#### What you will do
Work through the records below and tally every line containing "StageSummary". Reply with the total alone.

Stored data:
──────────────────────────────
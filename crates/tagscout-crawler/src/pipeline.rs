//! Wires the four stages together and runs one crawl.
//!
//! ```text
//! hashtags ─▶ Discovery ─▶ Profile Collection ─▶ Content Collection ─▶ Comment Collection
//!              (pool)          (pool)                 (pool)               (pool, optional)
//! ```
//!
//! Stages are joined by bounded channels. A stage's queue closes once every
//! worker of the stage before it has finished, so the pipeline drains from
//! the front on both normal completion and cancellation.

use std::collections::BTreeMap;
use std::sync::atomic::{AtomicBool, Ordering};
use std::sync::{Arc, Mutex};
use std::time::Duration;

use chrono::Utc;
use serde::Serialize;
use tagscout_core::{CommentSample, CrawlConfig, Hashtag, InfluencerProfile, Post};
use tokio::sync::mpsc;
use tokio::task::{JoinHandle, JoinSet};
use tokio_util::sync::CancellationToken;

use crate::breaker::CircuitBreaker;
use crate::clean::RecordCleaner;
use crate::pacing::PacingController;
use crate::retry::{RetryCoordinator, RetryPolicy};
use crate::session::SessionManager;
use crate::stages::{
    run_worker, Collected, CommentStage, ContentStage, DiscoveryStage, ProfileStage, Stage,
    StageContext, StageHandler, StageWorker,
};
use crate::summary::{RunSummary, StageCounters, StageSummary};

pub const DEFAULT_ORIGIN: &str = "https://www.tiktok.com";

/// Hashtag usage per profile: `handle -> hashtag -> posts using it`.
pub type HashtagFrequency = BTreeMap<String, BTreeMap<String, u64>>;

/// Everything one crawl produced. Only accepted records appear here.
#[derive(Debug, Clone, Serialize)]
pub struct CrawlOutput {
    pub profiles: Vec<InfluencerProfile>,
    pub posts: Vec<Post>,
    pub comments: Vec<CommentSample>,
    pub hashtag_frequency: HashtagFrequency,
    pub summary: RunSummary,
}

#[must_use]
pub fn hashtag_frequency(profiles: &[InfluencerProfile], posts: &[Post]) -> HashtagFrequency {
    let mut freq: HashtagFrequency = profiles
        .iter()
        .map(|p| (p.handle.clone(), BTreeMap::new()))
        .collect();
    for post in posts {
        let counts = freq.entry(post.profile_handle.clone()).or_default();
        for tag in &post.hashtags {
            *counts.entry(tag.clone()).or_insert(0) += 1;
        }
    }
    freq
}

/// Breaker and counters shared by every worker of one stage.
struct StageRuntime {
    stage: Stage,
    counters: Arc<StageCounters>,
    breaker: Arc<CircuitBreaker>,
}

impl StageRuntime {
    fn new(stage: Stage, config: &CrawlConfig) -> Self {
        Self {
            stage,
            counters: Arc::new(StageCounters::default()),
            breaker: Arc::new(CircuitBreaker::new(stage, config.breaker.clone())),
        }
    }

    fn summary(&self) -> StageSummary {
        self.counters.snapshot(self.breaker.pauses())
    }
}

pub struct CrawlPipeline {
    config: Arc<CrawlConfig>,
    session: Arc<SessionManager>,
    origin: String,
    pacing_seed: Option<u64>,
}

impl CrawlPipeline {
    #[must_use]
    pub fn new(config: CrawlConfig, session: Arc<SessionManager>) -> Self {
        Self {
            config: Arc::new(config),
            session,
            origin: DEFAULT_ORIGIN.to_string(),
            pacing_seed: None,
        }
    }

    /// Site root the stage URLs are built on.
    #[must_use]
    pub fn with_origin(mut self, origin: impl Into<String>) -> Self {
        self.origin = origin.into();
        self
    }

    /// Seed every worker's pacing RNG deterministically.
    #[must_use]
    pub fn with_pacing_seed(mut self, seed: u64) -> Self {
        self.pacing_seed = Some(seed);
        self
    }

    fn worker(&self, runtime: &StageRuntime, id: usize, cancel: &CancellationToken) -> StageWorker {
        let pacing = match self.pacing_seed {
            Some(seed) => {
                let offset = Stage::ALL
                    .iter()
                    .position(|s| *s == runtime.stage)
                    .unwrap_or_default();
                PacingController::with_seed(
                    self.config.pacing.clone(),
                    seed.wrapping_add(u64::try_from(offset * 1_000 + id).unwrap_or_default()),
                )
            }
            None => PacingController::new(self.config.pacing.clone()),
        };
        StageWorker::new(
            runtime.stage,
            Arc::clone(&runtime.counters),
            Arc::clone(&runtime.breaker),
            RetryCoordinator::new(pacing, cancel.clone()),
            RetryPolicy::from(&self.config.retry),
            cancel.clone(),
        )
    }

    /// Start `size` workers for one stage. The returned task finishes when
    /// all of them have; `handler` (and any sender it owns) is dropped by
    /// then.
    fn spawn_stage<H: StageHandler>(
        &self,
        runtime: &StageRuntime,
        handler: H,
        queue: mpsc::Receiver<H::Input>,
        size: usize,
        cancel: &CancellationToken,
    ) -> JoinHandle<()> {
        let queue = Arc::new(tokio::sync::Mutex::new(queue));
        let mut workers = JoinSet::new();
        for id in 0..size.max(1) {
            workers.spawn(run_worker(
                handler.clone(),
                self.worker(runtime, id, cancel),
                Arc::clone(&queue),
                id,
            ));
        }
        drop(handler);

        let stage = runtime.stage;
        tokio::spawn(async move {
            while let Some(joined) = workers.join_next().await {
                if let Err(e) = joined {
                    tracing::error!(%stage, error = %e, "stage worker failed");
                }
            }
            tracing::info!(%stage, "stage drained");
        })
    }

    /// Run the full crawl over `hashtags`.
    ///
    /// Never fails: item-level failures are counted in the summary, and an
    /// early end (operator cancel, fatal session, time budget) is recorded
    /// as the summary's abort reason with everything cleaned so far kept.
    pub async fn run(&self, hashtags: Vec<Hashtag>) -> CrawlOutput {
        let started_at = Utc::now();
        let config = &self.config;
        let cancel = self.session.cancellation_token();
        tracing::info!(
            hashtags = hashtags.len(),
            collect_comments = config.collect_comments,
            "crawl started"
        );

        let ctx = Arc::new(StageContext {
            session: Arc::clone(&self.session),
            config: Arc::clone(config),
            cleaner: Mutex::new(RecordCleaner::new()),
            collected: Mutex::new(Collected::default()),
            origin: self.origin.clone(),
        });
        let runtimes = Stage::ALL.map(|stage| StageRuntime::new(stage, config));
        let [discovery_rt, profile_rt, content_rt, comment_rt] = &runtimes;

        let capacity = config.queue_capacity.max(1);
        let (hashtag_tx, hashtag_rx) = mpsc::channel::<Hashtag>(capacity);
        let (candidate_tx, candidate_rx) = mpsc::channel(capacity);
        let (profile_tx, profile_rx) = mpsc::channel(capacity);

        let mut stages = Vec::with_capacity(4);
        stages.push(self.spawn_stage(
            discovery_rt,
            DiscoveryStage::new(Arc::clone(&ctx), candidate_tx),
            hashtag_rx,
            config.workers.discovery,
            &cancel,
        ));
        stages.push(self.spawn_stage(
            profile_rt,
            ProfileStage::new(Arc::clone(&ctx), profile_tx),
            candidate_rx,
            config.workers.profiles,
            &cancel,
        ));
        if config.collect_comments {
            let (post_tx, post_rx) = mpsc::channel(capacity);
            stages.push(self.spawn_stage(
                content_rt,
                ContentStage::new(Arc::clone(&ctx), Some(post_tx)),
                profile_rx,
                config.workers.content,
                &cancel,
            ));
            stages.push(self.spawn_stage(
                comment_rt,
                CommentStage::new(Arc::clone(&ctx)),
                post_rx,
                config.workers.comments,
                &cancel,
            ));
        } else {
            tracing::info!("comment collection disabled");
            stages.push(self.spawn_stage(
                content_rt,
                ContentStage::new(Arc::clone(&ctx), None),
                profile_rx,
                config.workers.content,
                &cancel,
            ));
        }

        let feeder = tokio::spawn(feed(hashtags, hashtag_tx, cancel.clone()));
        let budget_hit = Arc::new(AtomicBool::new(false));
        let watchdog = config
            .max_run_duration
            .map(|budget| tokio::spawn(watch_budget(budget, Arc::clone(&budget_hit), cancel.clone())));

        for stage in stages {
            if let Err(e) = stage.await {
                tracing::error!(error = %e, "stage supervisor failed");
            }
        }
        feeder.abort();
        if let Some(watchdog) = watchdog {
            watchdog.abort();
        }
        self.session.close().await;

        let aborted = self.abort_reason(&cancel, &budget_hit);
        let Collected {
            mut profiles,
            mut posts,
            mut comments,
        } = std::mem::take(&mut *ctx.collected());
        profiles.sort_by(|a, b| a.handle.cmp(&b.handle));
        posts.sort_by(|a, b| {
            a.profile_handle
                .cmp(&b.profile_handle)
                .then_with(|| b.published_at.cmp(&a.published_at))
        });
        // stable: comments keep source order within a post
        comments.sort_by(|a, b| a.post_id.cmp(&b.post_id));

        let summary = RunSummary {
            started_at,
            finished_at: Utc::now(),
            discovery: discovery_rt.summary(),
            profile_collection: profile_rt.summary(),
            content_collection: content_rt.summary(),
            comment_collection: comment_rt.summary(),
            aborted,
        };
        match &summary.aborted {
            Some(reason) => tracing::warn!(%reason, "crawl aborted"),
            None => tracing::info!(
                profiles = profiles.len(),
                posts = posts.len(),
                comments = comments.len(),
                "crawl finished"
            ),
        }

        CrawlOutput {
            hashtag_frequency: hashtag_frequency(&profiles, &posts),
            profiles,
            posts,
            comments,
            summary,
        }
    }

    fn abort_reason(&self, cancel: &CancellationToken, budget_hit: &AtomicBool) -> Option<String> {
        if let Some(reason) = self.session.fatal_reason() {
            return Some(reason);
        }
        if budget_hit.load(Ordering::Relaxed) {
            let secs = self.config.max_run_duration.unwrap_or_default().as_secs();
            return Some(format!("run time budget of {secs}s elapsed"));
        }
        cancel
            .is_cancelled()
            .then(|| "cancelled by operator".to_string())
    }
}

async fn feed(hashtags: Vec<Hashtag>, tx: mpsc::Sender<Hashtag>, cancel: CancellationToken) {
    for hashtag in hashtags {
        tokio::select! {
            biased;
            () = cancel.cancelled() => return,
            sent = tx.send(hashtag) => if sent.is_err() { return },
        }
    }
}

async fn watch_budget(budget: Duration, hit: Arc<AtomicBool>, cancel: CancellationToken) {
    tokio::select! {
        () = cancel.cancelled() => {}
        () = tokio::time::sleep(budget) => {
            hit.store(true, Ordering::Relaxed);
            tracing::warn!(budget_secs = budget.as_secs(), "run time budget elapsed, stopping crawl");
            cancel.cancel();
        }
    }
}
──────────────────────────────
#### Answer section
2